Erin Bermingham

Personal information
- Full name: Erin Margaret Bermingham
- Born: 18 April 1988 (age 38) Greymouth, New Zealand
- Batting: Right-handed
- Bowling: Right-arm leg break
- Role: Bowler

International information
- National side: New Zealand (2010–2017);
- ODI debut (cap 119): 12 July 2010 v England
- Last ODI: 12 July 2017 v England
- ODI shirt no.: 19
- T20I debut (cap 30): 21 February 2010 v Australia
- Last T20I: 22 February 2017 v Australia

Domestic team information
- 2006/07–2018/19: Canterbury
- 2014: Kent
- 2023/24–present: Canterbury

Career statistics
| Competition | WODI | WT20I | WLA | WT20 |
| Matches | 34 | 31 | 146 | 118 |
| Runs scored | 187 | 74 | 1,733 | 1,078 |
| Batting average | 11.68 | 5.69 | 19.69 | 16.33 |
| 100s/50s | 0/0 | 0/0 | 2/3 | 0/2 |
| Top score | 35 | 20 | 125* | 65* |
| Balls bowled | 1,565 | 630 | 6,289 | 2,491 |
| Wickets | 43 | 33 | 162 | 119 |
| Bowling average | 24.34 | 17.24 | 24.73 | 17.20 |
| 5 wickets in innings | 0 | 0 | 0 | 0 |
| 10 wickets in match | 0 | 0 | 0 | 0 |
| Best bowling | 4/16 | 2/12 | 4/16 | 4/7 |
| Catches/stumpings | 10/– | 3/– | 40/– | 24/– |
- Source: CricketArchive, 13 April 2021

= Erin Bermingham =

New Zealand cricketer (born 1988)

Erin Margaret Bermingham (born 18 April 1988) is a New Zealand cricketer who plays as a right-arm leg break bowler.
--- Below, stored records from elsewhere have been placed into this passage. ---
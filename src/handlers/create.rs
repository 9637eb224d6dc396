use crate::error::{ApiError, ErrorResponse};
use crate::models::{TodoItem, TodoItemRequest};
use crate::routes;
use crate::state::AppState;
use axum::{
    extract::State,
    http::{header, HeaderName, StatusCode},
    Json,
};

/// POST /api/todoitems handler - Create a todo item
///
/// The store assigns the id; any id in the request body is ignored.
/// Responds 201 with the persisted record and a Location header
/// pointing at the new resource.
#[utoipa::path(
    post,
    path = routes::TODO_LIST,
    request_body = TodoItemRequest,
    responses(
        (status = 201, description = "Todo item created", body = TodoItem,
            headers(("Location" = String, description = "URL of the created todo item"))),
        (status = 400, description = "Missing or blank name", body = ErrorResponse),
        (status = 500, description = "Store error", body = ErrorResponse)
    ),
    tag = "todos"
)]
pub async fn create_handler(
    State(state): State<AppState>,
    Json(request): Json<TodoItemRequest>,
) -> Result<(StatusCode, [(HeaderName, String); 1], Json<TodoItem>), ApiError> {
    let (name, is_complete) = request.validate().map_err(ApiError::InvalidInput)?;

    let item = state.store.insert(name, is_complete)?;

    tracing::info!("Created todo item with id: {}", item.id);
    let location = format!("{}/{}", routes::TODO_LIST, item.id);
    Ok((
        StatusCode::CREATED,
        [(header::LOCATION, location)],
        Json(item),
    ))
}
// Route path constants - single source of truth for all API paths

pub const HEALTH: &str = "/health";
pub const TODO_LIST: &str = "/api/todoitems";
pub const TODO_ITEM: &str = "/api/todoitems/{id}";
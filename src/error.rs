use axum::{
    http::StatusCode,
    response::{IntoResponse, Response},
    Json,
};
use serde::{Deserialize, Serialize};

/// Error response type
#[derive(Serialize, Deserialize, utoipa::ToSchema)]
pub struct ErrorResponse {
    pub error: String,
}

/// Response type for health check endpoint
#[derive(Serialize, Deserialize, utoipa::ToSchema)]
pub struct HealthResponse {
    pub status: String,
}

/// Response type for unhealthy status
#[derive(Serialize, Deserialize, utoipa::ToSchema)]
pub struct UnhealthyResponse {
    pub status: String,
    pub error: String,
}

/// Custom error type for API endpoints
///
/// Absence of an item is a normal branch of the contract, not an
/// exceptional condition: it maps to 404 with an empty body. Invalid
/// input maps to 400 with a JSON error body, and storage failures
/// surface as 500 without local recovery.
#[derive(Debug)]
pub enum ApiError {
    /// Non-integer id in path parameter
    InvalidId(String),
    /// No todo item exists at this id
    ItemNotFound(i64),
    /// Missing or blank required field
    InvalidInput(String),
    /// Underlying store failure
    StorageError(anyhow::Error),
}

impl IntoResponse for ApiError {
    fn into_response(self) -> Response {
        match self {
            ApiError::InvalidId(raw) => json_error(
                StatusCode::BAD_REQUEST,
                format!("Invalid id: expected an integer, got '{}'", raw),
            ),
            ApiError::ItemNotFound(id) => {
                tracing::debug!("Todo item not found with id: {}", id);
                StatusCode::NOT_FOUND.into_response()
            }
            ApiError::InvalidInput(msg) => {
                json_error(StatusCode::BAD_REQUEST, format!("Invalid input: {}", msg))
            }
            ApiError::StorageError(err) => {
                tracing::error!("Store error: {:#}", err);
                json_error(
                    StatusCode::INTERNAL_SERVER_ERROR,
                    format!("Store error: {}", err),
                )
            }
        }
    }
}

fn json_error(status: StatusCode, error: String) -> Response {
    (status, Json(ErrorResponse { error })).into_response()
}

impl From<anyhow::Error> for ApiError {
    fn from(err: anyhow::Error) -> Self {
        ApiError::StorageError(err)
    }
}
She appeared in 34 One Day Internationals and 31 Twenty20 Internationals for New Zealand between 2010 and 2017. She has played domestic cricket for Canterbury, as well as spending one season with Kent, in which she was the third-highest wicket-taker in the 2014 Women's County Championship, with her side also winning the competition. She has also worked as a police officer.

After retiring from all formats of cricket in 2019, she re-joined Canterbury during the 2023–24 season to cover for injuries.